Reproduce word for word, from the entries below, the line with "use image::RgbImage;", the line with "the choice of", and every line between them, and nothing more.

**Collected data:**
────────────────────
// Copyright (c) 2025 Fabstir
// SPDX-License-Identifier: BUSL-1.1
//! Single-shot orchestration: fetch -> decode -> detect -> render.
//!
//! Stateless; nothing survives the run. Every error is fatal and surfaced to
//! the caller immediately, which is the right shape for a one-shot tool.

use anyhow::{Context, Result};
use image::RgbImage;
use tracing::info;

use crate::detector::{DetectionLabel, ImageSource, LabelDetector};
use crate::overlay::{summary, OverlayRenderer};
use crate::storage::ObjectStore;

/// Flat parameter surface of a run: bucket, key, label cap and the choice of
/// sending the store reference or the raw bytes to the endpoint.
#[derive(Debug, Clone)]
pub struct RunRequest {
    pub bucket: String,
    pub key: String,
    pub max_labels: u32,
    pub inline_bytes: bool,
}

/// Everything a run produces, ready to save and print.
#[derive(Debug)]
pub struct RunReport {
    pub labels: Vec<DetectionLabel>,
    pub annotated: RgbImage,
    pub summary: String,
}

pub async fn run_once(
    request: &RunRequest,
    store: &dyn ObjectStore,
    detector: &dyn LabelDetector,
    renderer: &OverlayRenderer,
) -> Result<RunReport> {
    info!("fetching {}/{}", request.bucket, request.key);
    let bytes = store.get(&request.bucket, &request.key).await?;

    let decoded = image::load_from_memory(&bytes)
        .with_context(|| format!("failed to decode {}/{}", request.bucket, request.key))?;
    let mut annotated = decoded.to_rgb8();
    info!(
        "decoded image {}x{} ({} bytes)",
        annotated.width(),
        annotated.height(),
        bytes.len()
    );

    let source = if request.inline_bytes {
        ImageSource::Bytes(bytes)
    } else {
        ImageSource::ObjectRef {
            bucket: request.bucket.clone(),
            key: request.key.clone(),
        }
    };

    let labels = detector.detect_labels(source, request.max_labels).await?;
    info!("detection endpoint returned {} labels", labels.len());

    renderer.render(&mut annotated, &labels)?;

    Ok(RunReport {
        summary: summary(&labels),
        labels,
        annotated,
    })
}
────────────────────
**REPLY TO THE EXERCISE:**
use image::RgbImage;
use tracing::info;

use crate::detector::{DetectionLabel, ImageSource, LabelDetector};
use crate::overlay::{summary, OverlayRenderer};
use crate::storage::ObjectStore;

/// Flat parameter surface of a run: bucket, key, label cap and the choice of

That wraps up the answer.